This is not only ineffective, it's dangerous. And it's an invasion of privacy
since you can simply create a rainbow table of domain names, as other people
have pointed out.

Come on, Valve.

------
ALpoe
GabeN's response:
[http://www.reddit.com/r/gaming/comments/1y70ej/valve_vac_and...](http://www.reddit.com/r/gaming/comments/1y70ej/valve_vac_and_trust/)

------
fnordfnordfnord
> _" it seems to be doing something to characters between A-Z, possible making
> them lowercase) "_

Adding 0x20 to any uppercase ASCII character will get you its lowercase
equivalent.

------
doctorderp
Sounds like they're just checking if you've visited known cheat sites.
Unfortunately the DNS cache is a stupid way to do this since it's open to
abuse. Modern browsers will prefetch DNS, so all you'd need to do is put a URL
to a known cheat site as a comment somewhere popular in order to get users
flagged.
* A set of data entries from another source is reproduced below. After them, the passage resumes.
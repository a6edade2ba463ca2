//! Babel CLI: entry point.
//!
//! # Commands
//!
//! - `babel translate [TEXT] [-i FILE] [-p PROVIDER]`: translate text or a file
//! - `babel providers`: list providers and their key status
//! - `babel models [--ram-gb N]`: list local models that fit in RAM
//! - `babel hardware`: show detected hardware and the best local model
//! - `babel download MODEL`: fetch a local model into the model store

mod helpers;
mod info;

use anyhow::{bail, Context, Result};
use clap::{Parser, Subcommand};
use tracing::info;

use babel_core::config::{load_config, Config};
use babel_core::types::TranslationConfig;
use babel_local::WorkerCoordinator;
use babel_providers::registry::provider_names;
use babel_translator::LlmTranslator;

/// Provider name routed to the multi-worker local coordinator.
const MULTI_WORKER_PROVIDER: &str = "llamacpp-multi";

// ─────────────────────────────────────────────
// CLI definition
// ─────────────────────────────────────────────

/// Babel: literary translation through hosted and local LLMs
#[derive(Parser)]
#[command(name = "babel", version, about, long_about = None)]
struct Cli {
    #[command(subcommand)]
    command: Commands,
}

#[derive(Subcommand)]
enum Commands {
    /// Translate text (argument, file, or stdin)
    Translate {
        /// Text to translate. Omit to read `--input` or stdin.
        text: Option<String>,

        /// Read the source text from a file
        #[arg(short, long)]
        input: Option<std::path::PathBuf>,

        /// Provider name (defaults to the configured provider)
        #[arg(short, long)]
        provider: Option<String>,

        /// Model override
        #[arg(short, long)]
        model: Option<String>,

        /// Source language code
        #[arg(long)]
        from: Option<String>,

        /// Target language code
        #[arg(long)]
        to: Option<String>,

        /// Free-form context passed to the prompt (e.g. chapter title)
        #[arg(short, long, default_value = "")]
        context: String,

        /// Enable debug logging
        #[arg(long, default_value_t = false)]
        logs: bool,
    },

    /// List supported providers
    Providers,

    /// List local models that fit in the given RAM
    Models {
        /// RAM budget in GB (defaults to detected available RAM)
        #[arg(long)]
        ram_gb: Option<f64>,
    },

    /// Show detected hardware capabilities
    Hardware {
        /// Print as JSON
        #[arg(long, default_value_t = false)]
        json: bool,
    },

    /// Download a local model into the model store
    Download {
        /// Model identifier (see `babel models`)
        model: String,

        /// Enable debug logging
        #[arg(long, default_value_t = false)]
        logs: bool,
    },
}

// ─────────────────────────────────────────────
// Entrypoint
// ─────────────────────────────────────────────

#[tokio::main]
async fn main() -> Result<()> {
    let cli = Cli::parse();

    match cli.command {
        Commands::Translate {
            text,
            input,
            provider,
            model,
            from,
            to,
            context,
            logs,
        } => {
            init_logging(logs);
            let source = helpers::read_source(text, input.as_deref())?;
            let config = load_config(None);
            let overrides = Overrides {
                provider,
                model,
                from,
                to,
            };
            run_translate(&config, &overrides, &source, &context).await
        }
        Commands::Providers => info::providers(&load_config(None)),
        Commands::Models { ram_gb } => info::models(&load_config(None), ram_gb),
        Commands::Hardware { json } => info::hardware(json),
        Commands::Download { model, logs } => {
            init_logging(logs);
            info::download(&load_config(None), &model).await
        }
    }
}

// ─────────────────────────────────────────────
// Translate command
// ─────────────────────────────────────────────

#[derive(Debug, Default)]
struct Overrides {
    provider: Option<String>,
    model: Option<String>,
    from: Option<String>,
    to: Option<String>,
}

/// Resolve the client config from the file config plus command-line overrides.
fn resolve_config(config: &Config, overrides: &Overrides) -> TranslationConfig {
    let mut cfg = config.translation_config(overrides.provider.as_deref());
    if let Some(model) = &overrides.model {
        cfg.model = model.clone();
    }
    if let Some(from) = &overrides.from {
        cfg.source_lang = from.clone();
    }
    if let Some(to) = &overrides.to {
        cfg.target_lang = to.clone();
    }
    cfg
}

/// Build the translator for the resolved provider.
fn build_translator(config: &Config, cfg: TranslationConfig) -> Result<LlmTranslator> {
    if cfg.provider == MULTI_WORKER_PROVIDER {
        let mut local = config.local.clone();
        if !cfg.source_lang.is_empty() {
            local.source_lang = cfg.source_lang.clone();
        }
        if !cfg.target_lang.is_empty() {
            local.target_lang = cfg.target_lang.clone();
        }
        let coordinator = WorkerCoordinator::new(local);
        let stats = coordinator.stats();
        if stats.available_workers == 0 {
            bail!(
                "no local workers available ({} configured); check `local.workers` in the config",
                stats.total_workers
            );
        }
        return Ok(LlmTranslator::with_client(cfg, Box::new(coordinator)));
    }

    let provider = cfg.provider.clone();
    LlmTranslator::new(cfg).with_context(|| {
        format!(
            "failed to create translator for '{provider}' (known providers: {}, {MULTI_WORKER_PROVIDER})",
            provider_names()
        )
    })
}

async fn run_translate(
    config: &Config,
    overrides: &Overrides,
    source: &str,
    context: &str,
) -> Result<()> {
    let cfg = resolve_config(config, overrides);
    let translator = build_translator(config, cfg)?;

    info!(translator = %translator.name(), bytes = source.len(), "translating");
    let result = translator
        .translate(source, context)
        .await
        .context("translation failed")?;

    helpers::print_translation(&result);
    Ok(())
}

/// Initialize tracing/logging.
fn init_logging(verbose: bool) {
    use tracing_subscriber::EnvFilter;

    let filter = if verbose {
        EnvFilter::new("babel=debug,info")
    } else {
        EnvFilter::new("warn")
    };

    tracing_subscriber::fmt()
        .with_env_filter(filter)
        .with_target(false)
        .with_writer(std::io::stderr)
        .compact()
        .init();
}

#[cfg(test)]
mod tests {
    use super::*;

    #[test]
    fn test_resolve_config_overrides() {
        let config = Config::default();
        let overrides = Overrides {
            provider: Some("deepseek".into()),
            model: Some("deepseek-coder".into()),
            from: Some("en".into()),
            to: Some("sr-latn".into()),
        };
        let cfg = resolve_config(&config, &overrides);
        assert_eq!(cfg.provider, "deepseek");
        assert_eq!(cfg.model, "deepseek-coder");
        assert_eq!(cfg.source_lang, "en");
        assert_eq!(cfg.target_lang, "sr-latn");
        assert!(cfg.temperature().is_some());
    }

    #[test]
    fn test_resolve_config_keeps_file_values() {
        let config = Config::default();
        let cfg = resolve_config(&config, &Overrides::default());
        assert_eq!(cfg.provider, config.translation.provider);
        assert_eq!(cfg.source_lang, config.translation.source_lang);
    }

    #[test]
    fn test_unknown_provider_mentions_known_ones() {
        let config = Config::default();
        let cfg = TranslationConfig::new("nope");
        let err = build_translator(&config, cfg).unwrap_err();
        let msg = format!("{err:#}");
        assert!(msg.contains("unsupported LLM provider: nope"));
        assert!(msg.contains("llamacpp-multi"));
    }

    #[test]
    fn test_multi_worker_without_workers() {
        let config = Config::default();
        let cfg = TranslationConfig::new(MULTI_WORKER_PROVIDER);
        let err = build_translator(&config, cfg).unwrap_err();
        assert!(err.to_string().contains("no local workers available"));
    }
}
Even easier for forums that allow image hotlinking.

A similar thing was done with PunkBuster:
[https://en.wikipedia.org/wiki/Punkbuster#Attacks_on_PunkBust...](https://en.wikipedia.org/wiki/Punkbuster#Attacks_on_PunkBuster)
\- since it was scanning all of your computer's memory for cheat signatures,
you could just paste a fragment on IRC in order to get people banned.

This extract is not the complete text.